Task directions:
Write the records out again, keeping each line exactly as it is.

Source data:
//! Termination signals for the extraction loop.

use std::fmt;
use std::io;

/// A received termination signal.
#[derive(Debug, Clone, Copy, PartialEq, Eq)]
pub struct Termination {
    pub signal: i32,
    pub name: &'static str,
}

impl Termination {
    pub const INTERRUPT: Termination = Termination {
        signal: 2,
        name: "SIGINT",
    };

    /// Process exit status for this signal, following the shell convention.
    pub fn exit_code(&self) -> i32 {
        128 + self.signal
    }
}

impl fmt::Display for Termination {
    fn fmt(&self, f: &mut fmt::Formatter<'_>) -> fmt::Result {
        write!(f, "{} ({})", self.name, self.signal)
    }
}

/// Resolve with the first of SIGINT, SIGTERM, SIGHUP or SIGQUIT.
#[cfg(unix)]
pub async fn wait_for_signal() -> io::Result<Termination> {
    use tokio::signal::unix::{signal, SignalKind};

    let mut interrupt = signal(SignalKind::interrupt())?;
    let mut terminate = signal(SignalKind::terminate())?;
    let mut hangup = signal(SignalKind::hangup())?;
    let mut quit = signal(SignalKind::quit())?;

    let received = tokio::select! {
        _ = interrupt.recv() => Termination::INTERRUPT,
        _ = terminate.recv() => Termination { signal: 15, name: "SIGTERM" },
        _ = hangup.recv() => Termination { signal: 1, name: "SIGHUP" },
        _ = quit.recv() => Termination { signal: 3, name: "SIGQUIT" },
    };
    Ok(received)
}

/// Resolve on ctrl-c.
#[cfg(not(unix))]
pub async fn wait_for_signal() -> io::Result<Termination> {
    tokio::signal::ctrl_c().await?;
    Ok(Termination::INTERRUPT)
}
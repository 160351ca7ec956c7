//! TLS termination
//!
//! Certificates and keys are PEM files. ALPN offers `h2` first so capable
//! clients get a pushable connection.

use std::fs::File;
use std::io::BufReader;
use std::path::Path;
use std::sync::Arc;

use rustls::ServerConfig;
use rustls::pki_types::{CertificateDer, PrivateKeyDer};
use tokio_rustls::TlsAcceptor;

use crate::error::{GatewayError, GatewayResult};

/// ALPN identifier of HTTP/2 over TLS
pub const ALPN_H2: &[u8] = b"h2";
pub const ALPN_HTTP11: &[u8] = b"http/1.1";

/// Build a TLS acceptor from a PEM certificate chain and private key
///
/// # Errors
///
/// Returns `GatewayError::Io` when a file cannot be read and
/// `GatewayError::Tls` when the material is empty or rejected by rustls.
pub fn acceptor(cert_file: &Path, key_file: &Path) -> GatewayResult<TlsAcceptor> {
    let certs = load_certs(cert_file)?;
    let key = load_key(key_file)?;

    let provider = Arc::new(rustls::crypto::ring::default_provider());
    let mut config = ServerConfig::builder_with_provider(provider)
        .with_safe_default_protocol_versions()
        .map_err(GatewayError::tls)?
        .with_no_client_auth()
        .with_single_cert(certs, key)
        .map_err(GatewayError::tls)?;
    config.alpn_protocols = vec![ALPN_H2.to_vec(), ALPN_HTTP11.to_vec()];

    Ok(TlsAcceptor::from(Arc::new(config)))
}

fn load_certs(path: &Path) -> GatewayResult<Vec<CertificateDer<'static>>> {
    let mut reader = BufReader::new(File::open(path)?);
    let certs = rustls_pemfile::certs(&mut reader).collect::<Result<Vec<_>, _>>()?;

    if certs.is_empty() {
        return Err(GatewayError::Tls(format!("no certificate in {}", path.display())));
    }
    Ok(certs)
}

fn load_key(path: &Path) -> GatewayResult<PrivateKeyDer<'static>> {
    let mut reader = BufReader::new(File::open(path)?);
    rustls_pemfile::private_key(&mut reader)?
        .ok_or_else(|| GatewayError::Tls(format!("no private key in {}", path.display())))
}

Exercise output:
//! Termination signals for the extraction loop.

use std::fmt;
use std::io;

/// A received termination signal.
#[derive(Debug, Clone, Copy, PartialEq, Eq)]
pub struct Termination {
    pub signal: i32,
    pub name: &'static str,
}

impl Termination {
    pub const INTERRUPT: Termination = Termination {
        signal: 2,
        name: "SIGINT",
    };

    /// Process exit status for this signal, following the shell convention.
    pub fn exit_code(&self) -> i32 {
        128 + self.signal
    }
}

impl fmt::Display for Termination {
    fn fmt(&self, f: &mut fmt::Formatter<'_>) -> fmt::Result {
        write!(f, "{} ({})", self.name, self.signal)
    }
}

/// Resolve with the first of SIGINT, SIGTERM, SIGHUP or SIGQUIT.
#[cfg(unix)]
pub async fn wait_for_signal() -> io::Result<Termination> {
    use tokio::signal::unix::{signal, SignalKind};

    let mut interrupt = signal(SignalKind::interrupt())?;
    let mut terminate = signal(SignalKind::terminate())?;
    let mut hangup = signal(SignalKind::hangup())?;
    let mut quit = signal(SignalKind::quit())?;

    let received = tokio::select! {
        _ = interrupt.recv() => Termination::INTERRUPT,
        _ = terminate.recv() => Termination { signal: 15, name: "SIGTERM" },
        _ = hangup.recv() => Termination { signal: 1, name: "SIGHUP" },
        _ = quit.recv() => Termination { signal: 3, name: "SIGQUIT" },
    };
    Ok(received)
}

/// Resolve on ctrl-c.
#[cfg(not(unix))]
pub async fn wait_for_signal() -> io::Result<Termination> {
    tokio::signal::ctrl_c().await?;
    Ok(Termination::INTERRUPT)
}
repository 160351ca7ec956c7
//! TLS termination
//!
//! Certificates and keys are PEM files. ALPN offers `h2` first so capable
//! clients get a pushable connection.

use std::fs::File;
use std::io::BufReader;
use std::path::Path;
use std::sync::Arc;

use rustls::ServerConfig;
use rustls::pki_types::{CertificateDer, PrivateKeyDer};
use tokio_rustls::TlsAcceptor;

use crate::error::{GatewayError, GatewayResult};

/// ALPN identifier of HTTP/2 over TLS
pub const ALPN_H2: &[u8] = b"h2";
pub const ALPN_HTTP11: &[u8] = b"http/1.1";

/// Build a TLS acceptor from a PEM certificate chain and private key
///
/// # Errors
///
/// Returns `GatewayError::Io` when a file cannot be read and
/// `GatewayError::Tls` when the material is empty or rejected by rustls.
pub fn acceptor(cert_file: &Path, key_file: &Path) -> GatewayResult<TlsAcceptor> {
    let certs = load_certs(cert_file)?;
    let key = load_key(key_file)?;

    let provider = Arc::new(rustls::crypto::ring::default_provider());
    let mut config = ServerConfig::builder_with_provider(provider)
        .with_safe_default_protocol_versions()
        .map_err(GatewayError::tls)?
        .with_no_client_auth()
        .with_single_cert(certs, key)
        .map_err(GatewayError::tls)?;
    config.alpn_protocols = vec![ALPN_H2.to_vec(), ALPN_HTTP11.to_vec()];

    Ok(TlsAcceptor::from(Arc::new(config)))
}

fn load_certs(path: &Path) -> GatewayResult<Vec<CertificateDer<'static>>> {
    let mut reader = BufReader::new(File::open(path)?);
    let certs = rustls_pemfile::certs(&mut reader).collect::<Result<Vec<_>, _>>()?;

    if certs.is_empty() {
        return Err(GatewayError::Tls(format!("no certificate in {}", path.display())));
    }
    Ok(certs)
}

fn load_key(path: &Path) -> GatewayResult<PrivateKeyDer<'static>> {
    let mut reader = BufReader::new(File::open(path)?);
    rustls_pemfile::private_key(&mut reader)?
        .ok_or_else(|| GatewayError::Tls(format!("no private key in {}", path.display())))
}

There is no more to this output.